So it’s not just, “Does it smell good to you and did someone give you a compliment today?” People often use fragrances to amplify things like, “Hey, I’m having a kind of down day, but when I wear this fragrance, it kind of cheers me up.” Or, “Hey, I was thinking about it’s Mother’s Day, I was thinking about my grandma, but I don’t want to smell like my grandma, but I want to smell something that reminds me of my grandma.” And so those kinds of help us decide and determine what scents will work for you.

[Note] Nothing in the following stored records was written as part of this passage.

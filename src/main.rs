use yew_touchable::components::app::App;
use yew_touchable::util::init_logging;

fn main() {
    init_logging(log::Level::Debug);
    yew::Renderer::<App>::new().render();
}
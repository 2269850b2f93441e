// Gesture tracking: touch lifecycle plus the position it drives.

use serde::{Deserialize, Serialize};

use crate::error::{Error, Result};
use crate::model::{Delta, Point, PositionState, StyleMap, StyleValue, compute_deltas};
use crate::position::compute_position_style;

/// Touch lifecycle of one gesture. Idle reports no points and zero deltas.
#[derive(Clone, Copy, Debug, Default, PartialEq)]
pub enum TouchState {
    #[default]
    Idle,
    Tracking {
        initial: Point,
        current: Point,
        deltas: Delta,
    },
}

impl TouchState {
    pub fn idle() -> Self {
        Self::Idle
    }

    pub fn started(point: Point) -> Self {
        Self::Tracking {
            initial: point,
            current: point,
            deltas: Delta::ZERO,
        }
    }

    /// Next sample of a tracked gesture. `deltas` is measured from `from`,
    /// which the caller picks according to its accumulation policy.
    fn moved(self, from: Point, to: Point) -> Self {
        match self {
            Self::Tracking { initial, .. } => Self::Tracking {
                initial,
                current: to,
                deltas: compute_deltas(Some(from), to),
            },
            Self::Idle => Self::Idle,
        }
    }

    pub fn is_tracking(&self) -> bool {
        matches!(self, Self::Tracking { .. })
    }

    pub fn initial(&self) -> Option<Point> {
        match self {
            Self::Tracking { initial, .. } => Some(*initial),
            Self::Idle => None,
        }
    }

    pub fn current(&self) -> Option<Point> {
        match self {
            Self::Tracking { current, .. } => Some(*current),
            Self::Idle => None,
        }
    }

    pub fn deltas(&self) -> Delta {
        match self {
            Self::Tracking { deltas, .. } => *deltas,
            Self::Idle => Delta::ZERO,
        }
    }
}

/// How a move sample is folded into the element position.
#[derive(Clone, Copy, Debug, Default, PartialEq, Eq, Serialize, Deserialize)]
pub enum AccumulationPolicy {
    /// Delta from the gesture origin, applied to the position the element
    /// had when the gesture started.
    AccumulateFromOrigin,
    /// Delta from the previous sample, applied to the current position.
    #[default]
    AccumulateIncremental,
}

#[derive(Clone, Debug, PartialEq)]
pub struct GestureTracker {
    policy: AccumulationPolicy,
    touch: TouchState,
    position: PositionState,
    gesture_origin: StyleMap,
}

impl GestureTracker {
    pub fn new(style: &StyleValue, policy: AccumulationPolicy) -> Result<Self> {
        let initial = compute_position_style(style, Delta::ZERO)?;
        Ok(Self {
            policy,
            touch: TouchState::idle(),
            gesture_origin: initial.clone(),
            position: PositionState::new(initial),
        })
    }

    pub fn policy(&self) -> AccumulationPolicy {
        self.policy
    }

    pub fn touch(&self) -> &TouchState {
        &self.touch
    }

    pub fn position(&self) -> &PositionState {
        &self.position
    }

    /// Starts (or restarts) a gesture at `point`.
    pub fn touch_start(&mut self, point: Point) {
        log::trace!("touch start at ({}, {})", point.x, point.y);
        self.touch = TouchState::started(point);
        self.gesture_origin = self.position.current.clone();
    }

    /// Feeds one move sample and returns the new absolute position.
    pub fn touch_move(&mut self, point: Point) -> Result<&StyleMap> {
        let TouchState::Tracking {
            initial, current, ..
        } = self.touch
        else {
            return Err(Error::GestureState { event: "touchmove" });
        };
        let (touch, position) = match self.policy {
            AccumulationPolicy::AccumulateIncremental => {
                let touch = self.touch.moved(current, point);
                let position = compute_position_style(
                    &StyleValue::Map(self.position.current.clone()),
                    touch.deltas(),
                )?;
                (touch, position)
            }
            AccumulationPolicy::AccumulateFromOrigin => {
                let touch = self.touch.moved(initial, point);
                let position = compute_position_style(
                    &StyleValue::Map(self.gesture_origin.clone()),
                    touch.deltas(),
                )?;
                (touch, position)
            }
        };
        self.touch = touch;
        self.position.current = position;
        Ok(&self.position.current)
    }

    /// Ends the gesture; the element keeps its last position. Returns whether
    /// a gesture was active.
    pub fn touch_end(&mut self) -> bool {
        let was_tracking = self.touch.is_tracking();
        self.touch = TouchState::idle();
        was_tracking
    }

    /// Current position merged with the latest sample's deltas.
    pub fn pass_through(&self) -> StyleMap {
        let deltas = self.touch.deltas();
        let mut out = self.position.current.clone();
        out.insert("dx".to_string(), StyleValue::Number(deltas.dx));
        out.insert("dy".to_string(), StyleValue::Number(deltas.dy));
        out
    }
}
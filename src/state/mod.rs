pub mod frame;
pub mod touch;

pub use frame::{DragAnimator, DragSession, FrameScheduler, ManualScheduler, RafScheduler};
pub use touch::{AccumulationPolicy, GestureTracker, TouchState};
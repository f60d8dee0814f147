//! Wallet Initializer
//!
//! Creates wallets. Initializing an address that already exists is a no-op.

use tracing::{debug, info};

use crate::domain::{Wallet, WalletError};
use crate::store::{AccountStore, StoreError};

use super::{InitializeWalletCommand, InitializeWalletResult};

/// Handler for wallet initialization
pub struct WalletInitializer<S> {
    store: S,
}

impl<S: AccountStore> WalletInitializer<S> {
    pub fn new(store: S) -> Self {
        Self { store }
    }

    /// Create the wallet unless its address is taken.
    ///
    /// The existing wallet is returned untouched when the address exists.
    pub async fn execute(
        &self,
        command: InitializeWalletCommand,
    ) -> Result<InitializeWalletResult, WalletError> {
        if command.address.is_empty() {
            return Err(WalletError::EmptyAddress);
        }
        if command.balance < 0 {
            return Err(WalletError::NegativeBalance(command.balance));
        }

        let candidate = Wallet::new(command.address, command.balance);
        let created = self.store.insert_if_absent(&candidate).await?;

        let wallet = if created {
            info!(address = %candidate.address, balance = candidate.balance, "Wallet created");
            candidate
        } else {
            debug!(address = %candidate.address, "Wallet already exists, keeping balance");
            self.store
                .find_by_address(&candidate.address)
                .await?
                .ok_or_else(|| StoreError::RowMissing(candidate.address.clone()))?
        };

        Ok(InitializeWalletResult { created, wallet })
    }

    /// Shorthand for [`execute`](Self::execute)
    pub async fn initialize(&self, address: &str, balance: i64) -> Result<Wallet, WalletError> {
        let result = self
            .execute(InitializeWalletCommand::new(address, balance))
            .await?;
        Ok(result.wallet)
    }
}
//! Configuration module
//!
//! Loads configuration from environment variables.

use std::env;
use std::str::FromStr;
use std::time::Duration;

use sqlx::postgres::{PgConnectOptions, PgSslMode};

/// Application configuration
#[derive(Debug, Clone)]
pub struct Config {
    /// Database connection options
    pub database: PgConnectOptions,

    /// Maximum database connections in pool
    pub database_max_connections: u32,

    /// Upper bound on a single row-lock wait, if any
    pub lock_timeout: Option<Duration>,

    /// Wallet created on startup
    pub default_wallet_address: String,

    /// Starting balance of the default wallet
    pub default_wallet_balance: i64,
}

impl Config {
    /// Load configuration from environment variables
    pub fn from_env() -> Result<Self, ConfigError> {
        Self::from_lookup(|key| env::var(key).ok())
    }

    /// Load configuration from any key/value source
    pub fn from_lookup(lookup: impl Fn(&str) -> Option<String>) -> Result<Self, ConfigError> {
        let database = match lookup("DATABASE_URL") {
            Some(url) => PgConnectOptions::from_str(&url)
                .map_err(|_| ConfigError::InvalidValue("DATABASE_URL"))?,
            None => connect_options_from_parts(&lookup)?,
        };

        let database_max_connections = lookup("DATABASE_MAX_CONNECTIONS")
            .unwrap_or_else(|| "10".to_string())
            .parse()
            .map_err(|_| ConfigError::InvalidValue("DATABASE_MAX_CONNECTIONS"))?;

        let lock_timeout = match lookup("LOCK_TIMEOUT_MS") {
            Some(ms) => Some(Duration::from_millis(
                ms.parse()
                    .map_err(|_| ConfigError::InvalidValue("LOCK_TIMEOUT_MS"))?,
            )),
            None => None,
        };

        let default_wallet_address =
            lookup("DEFAULT_WALLET_ADDRESS").unwrap_or_else(|| "0x0000".to_string());

        let default_wallet_balance = lookup("DEFAULT_WALLET_BALANCE")
            .unwrap_or_else(|| "1000000".to_string())
            .parse()
            .map_err(|_| ConfigError::InvalidValue("DEFAULT_WALLET_BALANCE"))?;

        Ok(Self {
            database,
            database_max_connections,
            lock_timeout,
            default_wallet_address,
            default_wallet_balance,
        })
    }
}

/// Build connection options from the `POSTGRES_*` variables.
///
/// Values go to the driver as-is, so passwords may hold any character.
/// Host and port fall back to libpq defaults.
fn connect_options_from_parts(
    lookup: &impl Fn(&str) -> Option<String>,
) -> Result<PgConnectOptions, ConfigError> {
    let user = lookup("POSTGRES_USER")
        .ok_or(ConfigError::MissingEnv("DATABASE_URL or POSTGRES_USER"))?;
    let dbname = lookup("POSTGRES_DB").ok_or(ConfigError::MissingEnv("POSTGRES_DB"))?;
    let password = lookup("POSTGRES_PASSWORD").unwrap_or_default();
    let host = lookup("POSTGRES_HOST").unwrap_or_else(|| "localhost".to_string());
    let port = match lookup("POSTGRES_PORT") {
        Some(port) => port
            .parse()
            .map_err(|_| ConfigError::InvalidValue("POSTGRES_PORT"))?,
        None => 5432,
    };

    Ok(PgConnectOptions::new()
        .username(&user)
        .password(&password)
        .database(&dbname)
        .host(&host)
        .port(port)
        .ssl_mode(PgSslMode::Disable))
}

/// Configuration error types
#[derive(Debug, thiserror::Error)]
pub enum ConfigError {
    #[error("Missing environment variable: {0}")]
    MissingEnv(&'static str),

    #[error("Invalid value for environment variable: {0}")]
    InvalidValue(&'static str),
}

I think that for a lot of people, the things that work best are the things that make them happy. So it’s one of the reasons that we don’t code our tables male or female. Men are quite surprised at the fact that they often will pick things from the other side of the aisle when it’s not in a pink bottle in front of them. We also find that people tend to like certain lanes of scent, meaning that if they like oceanic or if they gourmand scents, scents that smell like food, then they tend to pick fragrances that are mostly in that lane.

Jeff Randolph:

Interesting.

Victoria Campell Osborne:

And so a lot of it is just having the conversation. I find that the consultations, when we first started this business, we didn’t think consultations would be the thing we’d spend a lot of time on, and we spend a lot of time talking about fragrances.

Jeff Randolph:

I think you mentioned a scent sommelier kind of term earlier. I don’t know that there’s a better term for that. You are someone’s guide, you are a scent sherpa taking them on this journey.

Victoria Campell Osborne:

I think the thing that I love the most about it is just getting people to try things that maybe they hadn’t experienced before. Another component of our business is we do bring in a lot of indie and niche brands that are not things you would find at Dillard’s or Macy’s. And so people get to discover brands from different parts of the world, from different companies that they never thought of.

One of the complaints that people often have about fragrances is, “It gives me a headache.” And so a lot of that has to do with the alcohol that’s based in fragrances. And so now there are fragrances that are water-based, so that they don’t get headaches from wearing scent. A lot of people walk away from scent because they’re like, “It’s just too strong for me.” Rather than wearing an atomized scent, which is like a perfume or cologne spray, there’s fragrance oils that you can put on that you get to kind of temper how much of that you want to put on, but you still get the scent. And so a lot of it is just the discovery, and I like that part of it.

Jeff Randolph:

I love that. A personal signature scent, that thing that makes me feel good, is the equivalent of putting on a presentation jacket or wearing a certain outfit that you want to be confident in. Do you have just one scent or do you have several scents and it’s based on mood?

Victoria Campell Osborne:

For me, even before I got into this business and backstory, the reason that this business came to be is that during COVID, you couldn’t just go into a store and try a fragrance out.

Jeff Randolph:

True, true.

Victoria Campell Osborne:

And so it just struck me as bananas that someone wanted me to send them $400 for three ounces of fragrance and say, “Hey, I hope you like that.”

Jeff Randolph:

That you’ve never smelled, right?

Victoria Campell Osborne:

That you’ve never smelled before.

Jeff Randolph:

“I don’t know what this smells like”

Victoria Campell Osborne:

“Hey, trust us, it smells great on you.”

Jeff Randolph:

And also COVID, so I don’t know if I’m really getting the right smell that I should be getting, or if this smells like soap or what.

Victoria Campell Osborne:

Yeah, so one of the things that, for me, as a person who definitely wanted to smell my scent not blind buy, I also was at this place of, “Am I really experiencing as much of this as I possibly can? Is what you tell me and what you market to me is everything that’s out here or is there other things that I’ve not discovered?” And what I realized as a scent wearer is I was wearing scent every day, but I wasn’t calling it, so if you think about how you woke up this morning, you probably used a soap that had a scent, you probably put on a lotion that had a scent, maybe you put on some kind of aftershave, if you’re a guy, or maybe you used some kind of deodorant that had a scent.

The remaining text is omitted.